DNA Found to Have "Impossible" Telepathic Properties - nreece
http://www.dailygalaxy.com/my_weblog/2008/02/dna-found-to-ha.html
======
mechanical_fish
How to write a science article for the popular press:

\- Use lots of fantasy-novel words like "telepathic" or "teleportation".

\- In the first two paragraphs, put in lots of cheeseball phrases like
"bizarre" and "Explanation: none" and "amazing" and "unrecognized by science"
and "chemically impossible". Meanwhile, provide such a vague and fuzzy
description of the actual phenomenon that the reader can barely tell what
you're talking about.

\- Drop the name of the journal in paragraph three.

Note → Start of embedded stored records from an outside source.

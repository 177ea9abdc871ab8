use std::collections::{BTreeMap, HashSet};

use serde::Serialize;
use tracing::warn;

use crate::model::filter::{ViewFilter, select_visible};
use crate::model::todo::Todo;

/// Engine lifecycle: one initial fetch, then ready for good.
#[derive(Debug, Clone, Copy, PartialEq, Eq, Default)]
pub enum Phase {
    #[default]
    Uninitialized,
    Loading,
    Ready,
}

/// Canonical list state, owned exclusively by the engine.
///
/// Invariants:
/// - `items` holds no duplicate ids, in insertion order
/// - `pending` only contains ids currently present in `items`
/// - at most one in-flight mutating operation per id (`pending` is the lock)
/// - `global_loading` covers only the initial fetch and add; per-item
///   operations use `pending`
#[derive(Debug, Default)]
pub struct ListState {
    pub items: Vec<Todo>,
    pub phase: Phase,
    pub global_loading: bool,
    pub global_error: Option<String>,
    pub pending: HashSet<i64>,
    pub item_errors: BTreeMap<i64, String>,
    pub filter: ViewFilter,
    /// Set when the owning view is torn down; late resolutions must not
    /// mutate a discarded state
    pub closed: bool,
}

impl ListState {
    pub fn contains(&self, id: i64) -> bool {
        self.items.iter().any(|t| t.id == id)
    }

    /// Reconcile a confirmed server response into the matching slot.
    pub fn replace_item(&mut self, updated: Todo) {
        match self.items.iter_mut().find(|t| t.id == updated.id) {
            Some(slot) => *slot = updated,
            None => warn!(id = updated.id, "server returned an unknown todo, dropping"),
        }
    }

    pub fn remove_item(&mut self, id: i64) {
        self.items.retain(|t| t.id != id);
        self.pending.remove(&id);
        self.item_errors.remove(&id);
    }

    /// Append, refusing duplicate ids so the no-duplicates invariant holds
    /// even against a misbehaving server.
    pub fn append_item(&mut self, todo: Todo) {
        if self.contains(todo.id) {
            warn!(id = todo.id, "server returned a duplicate id, replacing in place");
            self.replace_item(todo);
        } else {
            self.items.push(todo);
        }
    }
}

/// What the rendering layer consumes each frame.
#[derive(Debug, Clone, Serialize)]
pub struct ViewState {
    /// Visible subset of the canonical list, filter applied, order kept
    pub items: Vec<Todo>,
    pub filter: ViewFilter,
    pub global_loading: bool,
    pub global_error: Option<String>,
    /// Ids with a mutation in flight (sorted for stable output)
    pub pending: Vec<i64>,
    /// Last failure per id, cleared when the next operation on it starts
    pub item_errors: BTreeMap<i64, String>,
}

impl ViewState {
    pub fn from_state(state: &ListState) -> Self {
        let mut pending: Vec<i64> = state.pending.iter().copied().collect();
        pending.sort_unstable();
        ViewState {
            items: select_visible(&state.items, state.filter),
            filter: state.filter,
            global_loading: state.global_loading,
            global_error: state.global_error.clone(),
            pending,
            item_errors: state.item_errors.clone(),
        }
    }
}
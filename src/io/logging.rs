use std::fs;
use std::path::Path;

use tracing_subscriber::EnvFilter;

/// CLI mode: log to stderr, level taken from `RUST_LOG` (default: warn).
pub fn init_cli_logging() {
    let filter = EnvFilter::try_from_default_env().unwrap_or_else(|_| EnvFilter::new("warn"));
    tracing_subscriber::fmt()
        .with_env_filter(filter)
        .with_writer(std::io::stderr)
        .init();
}

/// TUI mode: stderr belongs to the terminal, so log to a file in the data
/// dir instead. Logging is best-effort; a failure to open the file only
/// means the session runs unlogged.
pub fn init_tui_logging(data_dir: &Path) {
    if fs::create_dir_all(data_dir).is_err() {
        return;
    }
    let Ok(file) = fs::File::options()
        .create(true)
        .append(true)
        .open(data_dir.join("ticklist.log"))
    else {
        return;
    };
    let filter = EnvFilter::try_from_default_env().unwrap_or_else(|_| EnvFilter::new("info"));
    tracing_subscriber::fmt()
        .with_env_filter(filter)
        .with_writer(std::sync::Mutex::new(file))
        .with_ansi(false)
        .init();
}
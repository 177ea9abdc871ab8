use std::rc::Rc;
use std::time::Duration;

use async_trait::async_trait;
use serde::de::DeserializeOwned;
use serde_json::json;
use tracing::debug;

use crate::auth::session::SessionGate;
use crate::model::config::ApiConfig;
use crate::model::todo::{Todo, TodoPatch};
use crate::remote::error::SyncError;
use crate::remote::gateway::TodoGateway;

/// Gateway speaking JSON to the backend's `/todos` routes.
///
/// The bearer token is read from the session gate on every request, so a
/// logout between requests takes effect immediately.
pub struct HttpGateway {
    client: reqwest::Client,
    base_url: String,
    session: Rc<SessionGate>,
}

impl HttpGateway {
    pub fn new(api: &ApiConfig, session: Rc<SessionGate>) -> Result<Self, SyncError> {
        let client = reqwest::Client::builder()
            .timeout(Duration::from_secs(api.timeout_secs.max(1)))
            .build()
            .map_err(|e| SyncError::Transport(e.to_string()))?;
        Ok(HttpGateway {
            client,
            base_url: api.base_url.trim_end_matches('/').to_string(),
            session,
        })
    }

    fn url(&self, path: &str) -> String {
        format!("{}{}", self.base_url, path)
    }

    fn token(&self) -> Result<String, SyncError> {
        self.session.current_token().ok_or(SyncError::Auth)
    }

    /// Check the status, pulling the response body into the error message
    /// on failure so server-side detail reaches the user.
    async fn into_json<T: DeserializeOwned>(resp: reqwest::Response) -> Result<T, SyncError> {
        let status = resp.status();
        if !status.is_success() {
            let body = resp.text().await.unwrap_or_default();
            return Err(SyncError::from_status(status.as_u16(), body));
        }
        Ok(resp.json().await?)
    }
}

#[async_trait(?Send)]
impl TodoGateway for HttpGateway {
    async fn fetch_all(&self) -> Result<Vec<Todo>, SyncError> {
        let token = self.token()?;
        debug!(url = %self.url("/todos"), "GET todos");
        let resp = self
            .client
            .get(self.url("/todos"))
            .bearer_auth(token)
            .send()
            .await?;
        Self::into_json(resp).await
    }

    async fn create(&self, text: &str) -> Result<Todo, SyncError> {
        let token = self.token()?;
        // isDone is fixed at false on create; kept in the payload for wire
        // compatibility with the original backend
        let resp = self
            .client
            .post(self.url("/todos"))
            .bearer_auth(token)
            .json(&json!({ "todo": text, "isDone": false }))
            .send()
            .await?;
        Self::into_json(resp).await
    }

    async fn update(&self, id: i64, patch: TodoPatch) -> Result<Todo, SyncError> {
        let token = self.token()?;
        let resp = self
            .client
            .put(self.url(&format!("/todos/{}", id)))
            .bearer_auth(token)
            .json(&patch)
            .send()
            .await?;
        Self::into_json(resp).await
    }

    async fn toggle(&self, id: i64) -> Result<Todo, SyncError> {
        let token = self.token()?;
        let resp = self
            .client
            .patch(self.url(&format!("/todos/{}/toggle", id)))
            .bearer_auth(token)
            .send()
            .await?;
        Self::into_json(resp).await
    }

    async fn delete(&self, id: i64) -> Result<(), SyncError> {
        let token = self.token()?;
        let resp = self
            .client
            .delete(self.url(&format!("/todos/{}", id)))
            .bearer_auth(token)
            .send()
            .await?;
        let status = resp.status();
        if !status.is_success() {
            let body = resp.text().await.unwrap_or_default();
            return Err(SyncError::from_status(status.as_u16(), body));
        }
        // 200-with-body and 204 both count as confirmation
        Ok(())
    }
}
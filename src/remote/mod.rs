pub mod error;
pub mod gateway;
pub mod http;

pub use error::*;
pub use gateway::*;
pub use http::*;
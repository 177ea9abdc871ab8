use crossterm::event::{KeyCode, KeyEvent, KeyModifiers};

use super::app::{App, Mode};

pub fn handle_key(app: &mut App, key: KeyEvent) {
    if key.code == KeyCode::Char('c') && key.modifiers.contains(KeyModifiers::CONTROL) {
        app.should_quit = true;
        return;
    }

    // blocking sign-in screen: nothing works until a session exists
    if !app.authenticated() {
        if matches!(key.code, KeyCode::Char('q') | KeyCode::Esc) {
            app.should_quit = true;
        }
        return;
    }

    match app.mode {
        Mode::Navigate => handle_navigate(app, key),
        Mode::Insert => handle_insert(app, key),
        Mode::Edit => handle_edit(app, key),
    }
}

fn handle_navigate(app: &mut App, key: KeyEvent) {
    match key.code {
        KeyCode::Char('q') => app.should_quit = true,
        KeyCode::Char('j') | KeyCode::Down => {
            if app.cursor + 1 < app.view.items.len() {
                app.cursor += 1;
            }
        }
        KeyCode::Char('k') | KeyCode::Up => {
            app.cursor = app.cursor.saturating_sub(1);
        }
        KeyCode::Char('a') => app.mode = Mode::Insert,
        KeyCode::Char('e') => app.begin_edit(),
        KeyCode::Char(' ') | KeyCode::Char('x') | KeyCode::Enter => app.toggle_selected(),
        KeyCode::Char('d') => app.delete_selected(),
        KeyCode::Tab | KeyCode::Char('f') => {
            let next = app.view.filter.next();
            app.engine.set_filter(next);
            app.cursor = 0;
        }
        _ => {}
    }
}

fn handle_insert(app: &mut App, key: KeyEvent) {
    match key.code {
        KeyCode::Esc => {
            app.input.clear();
            app.add_in_flight = false;
            app.mode = Mode::Navigate;
        }
        // same guard as the form submit: whitespace never leaves the client
        KeyCode::Enter => app.submit_add(),
        KeyCode::Backspace => {
            app.input.pop();
        }
        KeyCode::Char(c) => app.input.push(c),
        _ => {}
    }
}

fn handle_edit(app: &mut App, key: KeyEvent) {
    match key.code {
        KeyCode::Esc => {
            app.edit = None;
            app.mode = Mode::Navigate;
        }
        KeyCode::Enter => app.submit_edit(),
        KeyCode::Backspace => {
            if let Some(edit) = app.edit.as_mut() {
                edit.buffer.pop();
            }
        }
        KeyCode::Char(c) => {
            if let Some(edit) = app.edit.as_mut() {
                edit.buffer.push(c);
            }
        }
        _ => {}
    }
}
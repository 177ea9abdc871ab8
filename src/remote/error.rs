/// Error taxonomy for everything between the user's intent and the backend.
///
/// `Auth`, `Remote`, and `Transport` come out of the gateway; `EmptyText`
/// is rejected by the engine before any request is made.
#[derive(Debug, Clone, PartialEq, Eq, thiserror::Error)]
pub enum SyncError {
    #[error("session expired, please log in again")]
    Auth,
    #[error("server rejected the request ({status}): {message}")]
    Remote { status: u16, message: String },
    #[error("backend unreachable: {0}")]
    Transport(String),
    #[error("todo text cannot be empty")]
    EmptyText,
}

impl SyncError {
    /// Map a non-2xx response to an error. Token problems are their own
    /// kind so the engine can force a logout instead of suggesting a retry.
    pub fn from_status(status: u16, message: impl Into<String>) -> SyncError {
        match status {
            401 | 403 => SyncError::Auth,
            _ => SyncError::Remote {
                status,
                message: message.into(),
            },
        }
    }
}

impl From<reqwest::Error> for SyncError {
    fn from(err: reqwest::Error) -> Self {
        match err.status() {
            Some(status) => SyncError::from_status(status.as_u16(), err.to_string()),
            // no response at all: connect failure, timeout, or a dropped body
            None => SyncError::Transport(err.to_string()),
        }
    }
}
pub mod state;
pub mod sync;

pub use state::*;
pub use sync::*;
use std::fs;
use std::path::{Path, PathBuf};

use directories::ProjectDirs;

use crate::model::config::Config;

/// Error type for config file handling
#[derive(Debug, thiserror::Error)]
pub enum ConfigError {
    #[error("cannot determine a config directory for this platform")]
    NoConfigDir,
    #[error("cannot read {path}: {source}")]
    Read {
        path: PathBuf,
        source: std::io::Error,
    },
    #[error("cannot write {path}: {source}")]
    Write {
        path: PathBuf,
        source: std::io::Error,
    },
    #[error("invalid config: {0}")]
    Parse(#[from] toml::de::Error),
    #[error("cannot serialize config: {0}")]
    Serialize(#[from] toml::ser::Error),
    #[error("config file already exists at {0} (use --force to overwrite)")]
    AlreadyExists(PathBuf),
}

/// Default config path: `~/.config/ticklist/config.toml` (platform-adjusted)
pub fn default_config_path() -> Result<PathBuf, ConfigError> {
    let dirs = ProjectDirs::from("", "", "ticklist").ok_or(ConfigError::NoConfigDir)?;
    Ok(dirs.config_dir().join("config.toml"))
}

/// Directory for runtime artifacts (the TUI log file)
pub fn default_data_dir() -> Result<PathBuf, ConfigError> {
    let dirs = ProjectDirs::from("", "", "ticklist").ok_or(ConfigError::NoConfigDir)?;
    Ok(dirs.data_dir().to_path_buf())
}

/// Read the config file. A missing file is not an error: defaults apply
/// until the user runs `tk init` or `tk login`.
pub fn read_config(path: &Path) -> Result<Config, ConfigError> {
    let text = match fs::read_to_string(path) {
        Ok(text) => text,
        Err(e) if e.kind() == std::io::ErrorKind::NotFound => return Ok(Config::default()),
        Err(e) => {
            return Err(ConfigError::Read {
                path: path.to_path_buf(),
                source: e,
            });
        }
    };
    Ok(toml::from_str(&text)?)
}

/// Write the config, creating parent directories as needed.
pub fn write_config(path: &Path, config: &Config) -> Result<(), ConfigError> {
    if let Some(parent) = path.parent() {
        fs::create_dir_all(parent).map_err(|e| ConfigError::Write {
            path: path.to_path_buf(),
            source: e,
        })?;
    }
    let text = toml::to_string_pretty(config)?;
    fs::write(path, text).map_err(|e| ConfigError::Write {
        path: path.to_path_buf(),
        source: e,
    })
}
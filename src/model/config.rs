use serde::{Deserialize, Serialize};

/// Top-level configuration (`config.toml`)
#[derive(Debug, Clone, Default, PartialEq, Serialize, Deserialize)]
pub struct Config {
    #[serde(default)]
    pub api: ApiConfig,
    #[serde(default)]
    pub auth: AuthConfig,
}

/// `[api]` section
#[derive(Debug, Clone, PartialEq, Serialize, Deserialize)]
pub struct ApiConfig {
    /// Base URL of the todo backend, e.g. `http://localhost:5000/api`
    #[serde(default = "default_base_url")]
    pub base_url: String,
    /// Per-request timeout in seconds
    #[serde(default = "default_timeout_secs")]
    pub timeout_secs: u64,
}

/// `[auth]` section
#[derive(Debug, Clone, Default, PartialEq, Serialize, Deserialize)]
pub struct AuthConfig {
    /// Bearer token presented to the backend. `TK_TOKEN` overrides this.
    #[serde(default, skip_serializing_if = "Option::is_none")]
    pub token: Option<String>,
}

impl Default for ApiConfig {
    fn default() -> Self {
        ApiConfig {
            base_url: default_base_url(),
            timeout_secs: default_timeout_secs(),
        }
    }
}

fn default_base_url() -> String {
    "http://localhost:5000/api".to_string()
}

fn default_timeout_secs() -> u64 {
    10
}

impl Config {
    /// Apply environment-style overrides. Pure so it can be tested without
    /// touching the process environment; callers pass the actual env values.
    pub fn apply_overrides(&mut self, base_url: Option<String>, token: Option<String>) {
        if let Some(url) = base_url {
            self.api.base_url = url;
        }
        if let Some(token) = token {
            self.auth.token = Some(token);
        }
    }
}

#[cfg(test)]
mod tests {
    use super::*;

    #[test]
    fn empty_toml_yields_defaults() {
        let config: Config = toml::from_str("").unwrap();
        assert_eq!(config.api.base_url, "http://localhost:5000/api");
        assert_eq!(config.api.timeout_secs, 10);
        assert!(config.auth.token.is_none());
    }

    #[test]
    fn partial_sections_fill_in() {
        let config: Config = toml::from_str(
            r#"[api]
base_url = "https://todos.example.com/api"
"#,
        )
        .unwrap();
        assert_eq!(config.api.base_url, "https://todos.example.com/api");
        assert_eq!(config.api.timeout_secs, 10);
    }

    #[test]
    fn overrides_win_over_file_values() {
        let mut config: Config = toml::from_str(
            r#"[auth]
token = "from-file"
"#,
        )
        .unwrap();
        config.apply_overrides(Some("http://10.0.0.2/api".into()), Some("from-env".into()));
        assert_eq!(config.api.base_url, "http://10.0.0.2/api");
        assert_eq!(config.auth.token.as_deref(), Some("from-env"));
    }

    #[test]
    fn none_overrides_change_nothing() {
        let mut config = Config::default();
        let before = config.clone();
        config.apply_overrides(None, None);
        assert_eq!(config, before);
    }
}
use std::error::Error;
use std::future::Future;
use std::path::PathBuf;
use std::rc::Rc;

use crate::auth::provider::StaticTokenProvider;
use crate::auth::session::SessionGate;
use crate::cli::commands::*;
use crate::engine::state::ViewState;
use crate::engine::sync::Engine;
use crate::io::config_io::{self, ConfigError};
use crate::model::config::Config;
use crate::model::filter::ViewFilter;
use crate::remote::http::HttpGateway;

// ---------------------------------------------------------------------------
// Dispatch
// ---------------------------------------------------------------------------

pub fn dispatch(cli: Cli) -> Result<(), Box<dyn Error>> {
    let json = cli.json;
    let path = config_path(cli.config.as_deref())?;

    match cli.command {
        // no subcommand is routed to the TUI in main.rs
        None => Ok(()),
        Some(cmd) => match cmd {
            Commands::Init(args) => cmd_init(&path, args),
            Commands::Login(args) => cmd_login(&path, args),
            Commands::Logout => cmd_logout(&path),
            Commands::List(args) => cmd_list(&path, args, json),
            Commands::Add(args) => cmd_add(&path, args, json),
            Commands::Toggle(args) => cmd_toggle(&path, args, json),
            Commands::Edit(args) => cmd_edit(&path, args, json),
            Commands::Rm(args) => cmd_rm(&path, args, json),
        },
    }
}

pub fn config_path(flag: Option<&str>) -> Result<PathBuf, ConfigError> {
    match flag {
        Some(path) => Ok(PathBuf::from(path)),
        None => config_io::default_config_path(),
    }
}

/// Config file plus `TK_API_URL` / `TK_TOKEN` environment overrides.
pub fn load_config(path: &std::path::Path) -> Result<Config, ConfigError> {
    let mut config = config_io::read_config(path)?;
    config.apply_overrides(env_nonempty("TK_API_URL"), env_nonempty("TK_TOKEN"));
    Ok(config)
}

fn env_nonempty(key: &str) -> Option<String> {
    std::env::var(key).ok().filter(|v| !v.trim().is_empty())
}

// ---------------------------------------------------------------------------
// Config commands (no backend involved)
// ---------------------------------------------------------------------------

fn cmd_init(path: &std::path::Path, args: InitArgs) -> Result<(), Box<dyn Error>> {
    if path.exists() && !args.force {
        return Err(Box::new(ConfigError::AlreadyExists(path.to_path_buf())));
    }
    config_io::write_config(path, &Config::default())?;
    println!("wrote {}", path.display());
    Ok(())
}

fn cmd_login(path: &std::path::Path, args: LoginArgs) -> Result<(), Box<dyn Error>> {
    let token = args
        .token
        .or_else(|| env_nonempty("TK_TOKEN"))
        .ok_or("no token given (pass one as an argument or set $TK_TOKEN)")?;
    let mut config = config_io::read_config(path)?;
    config.auth.token = Some(token);
    config_io::write_config(path, &config)?;
    println!("token stored in {}", path.display());
    Ok(())
}

fn cmd_logout(path: &std::path::Path) -> Result<(), Box<dyn Error>> {
    let mut config = config_io::read_config(path)?;
    config.auth.token = None;
    config_io::write_config(path, &config)?;
    println!("signed out");
    Ok(())
}

// ---------------------------------------------------------------------------
// List commands (one-shot engine runs)
// ---------------------------------------------------------------------------

/// Build the session gate and engine for a one-shot command.
pub fn connect(config: &Config) -> Result<(Engine, Rc<SessionGate>), Box<dyn Error>> {
    let provider = Rc::new(StaticTokenProvider::new(config.auth.token.clone()));
    let session = Rc::new(SessionGate::new(provider));
    let gateway = Rc::new(HttpGateway::new(&config.api, session.clone())?);
    Ok((Engine::new(gateway, session.clone()), session))
}

fn runtime() -> Result<tokio::runtime::Runtime, Box<dyn Error>> {
    Ok(tokio::runtime::Builder::new_current_thread()
        .enable_all()
        .build()?)
}

fn cmd_list(path: &std::path::Path, args: ListArgs, json: bool) -> Result<(), Box<dyn Error>> {
    let filter: ViewFilter = args.filter.parse()?;
    let config = load_config(path)?;
    let (engine, session) = connect(&config)?;
    runtime()?.block_on(async {
        session.init().await;
        engine.initialize().await?;
        engine.set_filter(filter);
        Ok::<_, Box<dyn Error>>(())
    })?;
    let view = engine.snapshot();
    print_view(&view, json)?;
    surface_failures(&view)
}

fn cmd_add(path: &std::path::Path, args: AddArgs, json: bool) -> Result<(), Box<dyn Error>> {
    run_mutation(path, json, |engine| {
        let text = args.text.join(" ");
        async move { engine.add_todo(&text).await }
    })
}

fn cmd_toggle(path: &std::path::Path, args: IdArgs, json: bool) -> Result<(), Box<dyn Error>> {
    run_mutation(path, json, |engine| async move {
        engine.toggle_todo(args.id).await
    })
}

fn cmd_edit(path: &std::path::Path, args: EditArgs, json: bool) -> Result<(), Box<dyn Error>> {
    run_mutation(path, json, |engine| {
        let text = args.text.join(" ");
        async move { engine.edit_todo(args.id, &text).await }
    })
}

fn cmd_rm(path: &std::path::Path, args: IdArgs, json: bool) -> Result<(), Box<dyn Error>> {
    run_mutation(path, json, |engine| async move {
        engine.delete_todo(args.id).await
    })
}

/// Fetch, run one mutating operation, then print the resulting list.
fn run_mutation<F, Fut>(
    path: &std::path::Path,
    json: bool,
    op: F,
) -> Result<(), Box<dyn Error>>
where
    F: FnOnce(Engine) -> Fut,
    Fut: Future<Output = Result<(), crate::remote::error::SyncError>>,
{
    let config = load_config(path)?;
    let (engine, session) = connect(&config)?;
    runtime()?.block_on(async {
        session.init().await;
        engine.initialize().await?;
        // a failed fetch leaves an empty errored list; mutating against
        // that would always miss, so stop here
        let view = engine.snapshot();
        if view.global_error.is_some() {
            return Ok(());
        }
        op(engine.clone()).await?;
        Ok::<_, Box<dyn Error>>(())
    })?;
    let view = engine.snapshot();
    print_view(&view, json)?;
    surface_failures(&view)
}

// ---------------------------------------------------------------------------
// Output
// ---------------------------------------------------------------------------

fn print_view(view: &ViewState, json: bool) -> Result<(), Box<dyn Error>> {
    if json {
        println!("{}", serde_json::to_string_pretty(view)?);
        return Ok(());
    }
    if view.items.is_empty() && view.global_error.is_none() {
        println!("no todos ({})", view.filter);
        return Ok(());
    }
    for todo in &view.items {
        let mark = if todo.is_done { 'x' } else { ' ' };
        println!("{:>6} [{}] {}", todo.id, mark, todo.text);
    }
    Ok(())
}

/// Turn recorded state flags into a nonzero exit for scripting.
fn surface_failures(view: &ViewState) -> Result<(), Box<dyn Error>> {
    if let Some(err) = &view.global_error {
        return Err(err.clone().into());
    }
    if let Some((id, err)) = view.item_errors.iter().next() {
        return Err(format!("todo {}: {}", id, err).into());
    }
    Ok(())
}
pub mod config_io;
pub mod logging;
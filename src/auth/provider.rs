use std::cell::RefCell;

use async_trait::async_trait;

/// Seam for the external identity provider.
///
/// `init` runs once at startup and resolves to a token when a session can
/// be established. `login` is the explicit user-triggered flow; `logout`
/// invalidates whatever the provider holds. A real OIDC device flow would
/// implement this trait; the shipped provider hands out a static token.
#[async_trait(?Send)]
pub trait IdentityProvider {
    async fn init(&self) -> Option<String>;
    async fn login(&self) -> Option<String>;
    fn logout(&self);
}

/// Bearer-token provider backed by the config file or `TK_TOKEN`.
pub struct StaticTokenProvider {
    token: RefCell<Option<String>>,
}

impl StaticTokenProvider {
    pub fn new(token: Option<String>) -> Self {
        let token = token.filter(|t| !t.trim().is_empty());
        StaticTokenProvider {
            token: RefCell::new(token),
        }
    }
}

#[async_trait(?Send)]
impl IdentityProvider for StaticTokenProvider {
    async fn init(&self) -> Option<String> {
        self.token.borrow().clone()
    }

    async fn login(&self) -> Option<String> {
        self.token.borrow().clone()
    }

    fn logout(&self) {
        self.token.borrow_mut().take();
    }
}

#[cfg(test)]
mod tests {
    use super::*;

    #[tokio::test]
    async fn blank_tokens_are_treated_as_absent() {
        assert!(StaticTokenProvider::new(Some("  ".into())).init().await.is_none());
        assert!(StaticTokenProvider::new(None).init().await.is_none());
    }

    #[tokio::test]
    async fn logout_invalidates_the_token() {
        let provider = StaticTokenProvider::new(Some("tok".into()));
        assert_eq!(provider.init().await.as_deref(), Some("tok"));
        provider.logout();
        assert!(provider.login().await.is_none());
    }
}
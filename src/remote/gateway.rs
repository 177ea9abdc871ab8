use async_trait::async_trait;

use crate::model::todo::{Todo, TodoPatch};
use crate::remote::error::SyncError;

/// Typed wrapper over the remote CRUD service.
///
/// Every operation requires a valid session token and performs exactly one
/// attempt; retry policy belongs to whoever drives the engine (currently
/// nobody: failures are surfaced and the user repeats the action).
#[async_trait(?Send)]
pub trait TodoGateway {
    /// Full list, in the server's creation order.
    async fn fetch_all(&self) -> Result<Vec<Todo>, SyncError>;
    /// Create from non-empty, pre-trimmed text; the server assigns the id.
    async fn create(&self, text: &str) -> Result<Todo, SyncError>;
    /// Partial update of an existing todo.
    async fn update(&self, id: i64, patch: TodoPatch) -> Result<Todo, SyncError>;
    /// Flip `is_done` on the server.
    async fn toggle(&self, id: i64) -> Result<Todo, SyncError>;
    /// Remove an existing todo.
    async fn delete(&self, id: i64) -> Result<(), SyncError>;
}
pub mod auth;
pub mod cli;
pub mod engine;
pub mod io;
pub mod model;
pub mod remote;
pub mod tui;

Just the journal title, of
course, not a citation or a hyperlink -- the whole thing is probably behind an
incredibly expensive paywall, anyway. And it's not as if anyone cares about
the data, or the methods, or the references, or the authors' motivation, or
their interpretation, or their source of funding. We're just here to see a
clueless journalist hyperventilate about how amazingly amazing it all is!

\- But do give the scientists a one-sentence quote, just to remind the readers
that they exist.

\- No matter what the first ten paragraphs are about, the last paragraph is
always about the impending cure for cancer.